Simply put, net worth is what you have left with monetary value, after deducting any obligations you may have. Things with monetary value, called assets, include cash and other items that you can convert to cash. This can include "tangible" assets such as loans you gave and properties, as well as "intangible" assets such as trademarks, patents, or rights that is legally yours. Obligations, also called liabilities, are simply what you owe somebody, such as a bank loan.

You get your net worth by listing down and assigning an amount to your assets and subtracting from it the amount you assigned as your liabilities. Some items are pretty much straightforward: cash on hand and in bank is simply that. However, you may need to do some estimates to determine how much is the value of the car you own or the house and lot that you have. Liabilities are usually simple to find out as well, as it is usually billed on you.
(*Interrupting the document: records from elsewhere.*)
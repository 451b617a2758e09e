use serde::Serialize;
use serde_json::Value;
use std::time::Duration;

use crate::errors::PlanError;
use crate::models::{PlanRequest, PlanSource, RawPlanResponse};

use super::ai_service::PlanService;

#[derive(Debug, Serialize)]
struct Part {
    text: String,
}

#[derive(Debug, Serialize)]
struct Content {
    role: String,
    parts: Vec<Part>,
}

#[derive(Debug, Serialize)]
#[serde(rename_all = "camelCase")]
struct GenerationConfig {
    temperature: f32,
    max_output_tokens: u32,
}

#[derive(Debug, Serialize)]
#[serde(rename_all = "camelCase")]
struct GenerateRequest {
    contents: Vec<Content>,
    generation_config: GenerationConfig,
}

/// Google Gemini `generateContent` client. One call per plan, no retries.
pub struct GeminiService {
    api_key: String,
    api_url: String,
    model: String,
    timeout: Duration,
    client: reqwest::Client,
}

impl GeminiService {
    pub fn new(
        api_key: String,
        api_url: String,
        model: String,
        timeout: Duration,
    ) -> Result<Self, PlanError> {
        let client = reqwest::Client::builder()
            .timeout(timeout)
            .build()
            .map_err(|e| PlanError::ProviderUnavailable(format!("HTTP client setup failed: {}", e)))?;

        Ok(Self {
            api_key,
            api_url: api_url.trim_end_matches('/').to_string(),
            model,
            timeout,
            client,
        })
    }

    fn endpoint(&self) -> String {
        format!("{}/models/{}:generateContent", self.api_url, self.model)
    }

    fn map_transport_error(&self, e: reqwest::Error) -> PlanError {
        if e.is_timeout() {
            log::warn!("⏱️ Gemini request timed out after {:?}", self.timeout);
            PlanError::ProviderTimeout(self.timeout)
        } else {
            log::error!("❌ Gemini transport error: {}", e);
            PlanError::ProviderUnavailable(e.to_string())
        }
    }
}

#[async_trait::async_trait]
impl PlanService for GeminiService {
    async fn generate(&self, request: &PlanRequest) -> Result<RawPlanResponse, PlanError> {
        let payload = GenerateRequest {
            contents: vec![Content {
                role: "user".to_string(),
                parts: vec![Part {
                    text: request.prompt.clone(),
                }],
            }],
            generation_config: GenerationConfig {
                temperature: 0.7,
                max_output_tokens: 4096,
            },
        };

        log::info!("🤖 Sending plan request to Gemini with model: {}", self.model);
        log::debug!("📤 Prompt size: {} bytes", request.prompt.len());

        let response = self
            .client
            .post(self.endpoint())
            .query(&[("key", self.api_key.as_str())])
            .header("Content-Type", "application/json")
            .json(&payload)
            .send()
            .await
            .map_err(|e| self.map_transport_error(e))?;

        let status = response.status();
        log::debug!("📥 Gemini response status: {}", status);

        if !status.is_success() {
            let error_text = response.text().await.unwrap_or_default();
            log::error!("❌ Gemini API error ({}): {}", status, error_text);
            return Err(PlanError::ProviderUnavailable(format!(
                "Gemini API error ({}): {}",
                status, error_text
            )));
        }

        let response_text = response
            .text()
            .await
            .map_err(|e| self.map_transport_error(e))?;
        log::debug!("📄 Raw Gemini response size: {} bytes", response_text.len());

        let body: Value = serde_json::from_str(&response_text)
            .map_err(|e| PlanError::ProviderUnavailable(format!("undecodable Gemini response: {}", e)))?;

        let text = extract_text(&body)
            .filter(|t| !t.trim().is_empty())
            .ok_or_else(|| PlanError::ProviderUnavailable("Gemini response contained no text".to_string()))?;

        log::info!("✅ Received plan text from Gemini ({} chars)", text.len());

        Ok(RawPlanResponse {
            body: text,
            source: PlanSource::Live,
        })
    }
}

/// Pulls the generated text out of the response shapes text APIs commonly use.
fn extract_text(body: &Value) -> Option<String> {
    if let Some(candidate) = body.get("candidates").and_then(|c| c.get(0)) {
        if let Some(parts) = candidate.pointer("/content/parts").and_then(Value::as_array) {
            let joined: String = parts
                .iter()
                .filter_map(|p| p.get("text").and_then(Value::as_str))
                .collect::<Vec<_>>()
                .join("");
            return Some(joined);
        }
        return candidate
            .get("content")
            .and_then(Value::as_str)
            .or_else(|| candidate.get("text").and_then(Value::as_str))
            .or_else(|| candidate.as_str())
            .map(str::to_string);
    }

    for key in ["text", "output"] {
        if let Some(text) = body.get(key).and_then(Value::as_str) {
            return Some(text.to_string());
        }
    }

    if let Some(choice) = body.get("choices").and_then(|c| c.get(0)) {
        return choice
            .get("text")
            .and_then(Value::as_str)
            .or_else(|| choice.pointer("/message/content").and_then(Value::as_str))
            .or_else(|| choice.get("content").and_then(Value::as_str))
            .map(str::to_string);
    }

    None
}

#[cfg(test)]
mod tests {
    use super::*;
    use crate::models::{ActivityLevel, Diet, Goal, Sex, UserProfile, DEFAULT_CUISINE};
    use crate::services::{metrics, prompt};
    use serde_json::json;
    use wiremock::matchers::{method, path, query_param};
    use wiremock::{Mock, MockServer, ResponseTemplate};

    fn plan_request() -> PlanRequest {
        let profile = UserProfile {
            height_cm: 175.0,
            weight_kg: 70.0,
            age: 25,
            sex: Sex::Male,
            activity: ActivityLevel::Moderate,
            goal: Goal::Maintain,
            diet: Diet::Omnivore,
            cuisine: DEFAULT_CUISINE.to_string(),
        };
        prompt::build_prompt(&metrics::compute(&profile), &profile)
    }

    fn service(url: String, timeout: Duration) -> GeminiService {
        GeminiService::new("test_key".to_string(), url, "gemini-test".to_string(), timeout).unwrap()
    }

    #[test]
    fn test_extract_text_shapes() {
        let gemini = json!({"candidates": [{"content": {"parts": [{"text": "Day 1"}, {"text": ": rice"}]}}]});
        assert_eq!(extract_text(&gemini).as_deref(), Some("Day 1: rice"));

        let plain = json!({"text": "hello"});
        assert_eq!(extract_text(&plain).as_deref(), Some("hello"));

        let output = json!({"output": "plan"});
        assert_eq!(extract_text(&output).as_deref(), Some("plan"));

        let chat = json!({"choices": [{"message": {"content": "chat plan"}}]});
        assert_eq!(extract_text(&chat).as_deref(), Some("chat plan"));

        assert_eq!(extract_text(&json!({"usage": 12})), None);
    }

    #[test]
    fn test_endpoint_trims_trailing_slash() {
        let svc = service("https://example.test/v1beta/".to_string(), Duration::from_secs(1));
        assert_eq!(svc.endpoint(), "https://example.test/v1beta/models/gemini-test:generateContent");
    }

    #[tokio::test]
    async fn test_generate_returns_candidate_text() {
        let server = MockServer::start().await;
        Mock::given(method("POST"))
            .and(path("/models/gemini-test:generateContent"))
            .and(query_param("key", "test_key"))
            .respond_with(ResponseTemplate::new(200).set_body_json(json!({
                "candidates": [{"content": {"parts": [{"text": "## MEAL PLAN\nDay 1: pho | rice | fruit | fish"}]}}]
            })))
            .expect(1)
            .mount(&server)
            .await;

        let raw = service(server.uri(), Duration::from_secs(5))
            .generate(&plan_request())
            .await
            .unwrap();

        assert_eq!(raw.source, PlanSource::Live);
        assert!(raw.body.starts_with("## MEAL PLAN"));
    }

    #[tokio::test]
    async fn test_server_error_is_unavailable_without_retry() {
        let server = MockServer::start().await;
        Mock::given(method("POST"))
            .respond_with(ResponseTemplate::new(503).set_body_string("overloaded"))
            .expect(1)
            .mount(&server)
            .await;

        let err = service(server.uri(), Duration::from_secs(5))
            .generate(&plan_request())
            .await
            .unwrap_err();

        assert!(matches!(err, PlanError::ProviderUnavailable(ref msg) if msg.contains("503")));
    }

    #[tokio::test]
    async fn test_empty_text_is_unavailable() {
        let server = MockServer::start().await;
        Mock::given(method("POST"))
            .respond_with(ResponseTemplate::new(200).set_body_json(json!({"candidates": []})))
            .mount(&server)
            .await;

        let err = service(server.uri(), Duration::from_secs(5))
            .generate(&plan_request())
            .await
            .unwrap_err();

        assert!(matches!(err, PlanError::ProviderUnavailable(_)));
    }

    #[tokio::test]
    async fn test_slow_response_times_out() {
        let server = MockServer::start().await;
        Mock::given(method("POST"))
            .respond_with(
                ResponseTemplate::new(200)
                    .set_body_json(json!({"text": "late"}))
                    .set_delay(Duration::from_millis(800)),
            )
            .mount(&server)
            .await;

        let timeout = Duration::from_millis(100);
        let err = service(server.uri(), timeout)
            .generate(&plan_request())
            .await
            .unwrap_err();

        assert!(matches!(err, PlanError::ProviderTimeout(t) if t == timeout));
    }

    #[tokio::test]
    async fn test_unreachable_host_is_unavailable() {
        let err = service("http://127.0.0.1:9".to_string(), Duration::from_secs(2))
            .generate(&plan_request())
            .await
            .unwrap_err();

        assert!(matches!(err, PlanError::ProviderUnavailable(_)));
    }
}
Having a high net worth is of course a good thing, but what is a "high" amount is always relative to the lifestyle that you live. If your disposable income, as discussed earlier, is constantly on the negative (because you are spending more than what you are earning), then you can expect to see a decline in your net worth as you take on more liabilities or be forced to sell some of your assets. How fast the decline is a matter of how much larger your expenses are compared to your income.

One tool that can help out in knowing and understanding your networth is NetworthIQ. It's a site that provides you with a template or a sample of the items that you may own or owe, describe what these items or accounts mean, and provide some level of automation for you and a place to keep a record of your net worth month after month. NetworthIQ also goes further than simply being a site to record your assets and liabilities by providing features such as the chance to post financial questions you may have to the site's members, give and receive tips, and even record your financial journey. It will even allow you to compare your net worth against others once you decide to make it public, although I am not particularly sure what is the value of that. But making one's net worth public can be useful for some individuals such as financial planners and bloggers that may have a need to "prove" something.
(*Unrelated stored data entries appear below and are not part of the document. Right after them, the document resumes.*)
#[derive(Debug, Deserialize)]
struct WireDay {
    #[serde(default, alias = "index")]
    day: Option<WireDayIndex>,
    #[serde(default)]
    label: Option<String>,
    #[serde(default)]
    meals: WireMeals,
    #[serde(default)]
    breakfast: Option<WireMeal>,
    #[serde(default)]
    lunch: Option<WireMeal>,
    #[serde(default)]
    snack: Option<WireMeal>,
    #[serde(default)]
    dinner: Option<WireMeal>,
    #[serde(default, alias = "kcal", alias = "total_calories")]
    total_kcal: Option<f64>,
}

/// `{"breakfast": ..}` or `[{"type": "breakfast", "name": ..}, ..]`
#[derive(Debug, Deserialize)]
#[serde(untagged)]
enum WireMeals {
    Keyed(BTreeMap<String, WireMeal>),
    Listed(Vec<Value>),
}

impl Default for WireMeals {
    fn default() -> Self {
        WireMeals::Keyed(BTreeMap::new())
    }
}

const SLOT_KEYS: [&str; 5] = ["type", "slot", "meal_type", "meal", "time"];

impl WireMeals {
    fn into_slots(self) -> BTreeMap<MealSlot, Meal> {
        let mut meals = BTreeMap::new();
        match self {
            WireMeals::Keyed(map) => {
                for (key, meal) in map {
                    if let Some(slot) = MealSlot::from_string(&key) {
                        meals.insert(slot, Meal::from(meal));
                    }
                }
            }
            WireMeals::Listed(items) => {
                for item in items {
                    let slot = SLOT_KEYS
                        .iter()
                        .filter_map(|k| item.get(*k).and_then(Value::as_str))
                        .find_map(MealSlot::from_string);
                    let Some(slot) = slot else {
                        continue;
                    };
                    match serde_json::from_value::<WireMealDetail>(item) {
                        Ok(detail) => {
                            meals.entry(slot).or_insert_with(|| Meal::from(WireMeal::Detailed(detail)));
                        }
                        Err(e) => log::debug!("Skipping unreadable {} entry: {}", slot, e),
                    }
                }
            }
        }
        meals
    }
}

#[derive(Debug, Deserialize)]
#[serde(untagged)]
enum WireMeal {
    Text(String),
    Detailed(WireMealDetail),
}

#[derive(Debug, Deserialize)]
struct WireMealDetail {
    #[serde(default, alias = "name", alias = "text", alias = "dish")]
    description: String,
    #[serde(default, alias = "calories")]
    kcal: Option<f64>,
    #[serde(default)]
    portion_grams: Option<f64>,
    #[serde(default)]
    macros: Option<WireMacros>,
}

#[derive(Debug, Deserialize)]
struct WireMacros {
    #[serde(default, alias = "protein")]
    protein_g: f64,
    #[serde(default, alias = "carbs", alias = "carbohydrates")]
    carbs_g: f64,
    #[serde(default, alias = "fat")]
    fat_g: f64,
}

impl From<WireMeal> for Meal {
    fn from(wire: WireMeal) -> Self {
        match wire {
            WireMeal::Text(text) => Meal {
                kcal: parse_kcal(&text),
                ..Meal::text(text.trim())
            },
            WireMeal::Detailed(detail) => Meal {
                description: detail.description.trim().to_string(),
                kcal: detail.kcal,
                portion_grams: detail.portion_grams.map(|g| g.round() as u32),
                macros: detail.macros.map(|m| Macros {
                    protein_g: m.protein_g,
                    carbs_g: m.carbs_g,
                    fat_g: m.fat_g,
                }),
            },
        }
    }
}

fn day_number(text: &str) -> Option<u8> {
    DIGITS.find(text).and_then(|m| m.as_str().parse().ok())
}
I've signed up with the site, and although one can have some apprehension as to security, it doesn't seem much of a concern for me. The information they require at signup is quite limited. Utilizing the template does not require you to provide sensitive information, although you are pretty much limited as to the level of analysis you can make. Keeping your net worth private is the default for the site. What I find as potential value here is the community that can grow and assist you in your financial journey. You may want to try it out yourself. (Note: I am not related to nor gain income from NetworthIQ).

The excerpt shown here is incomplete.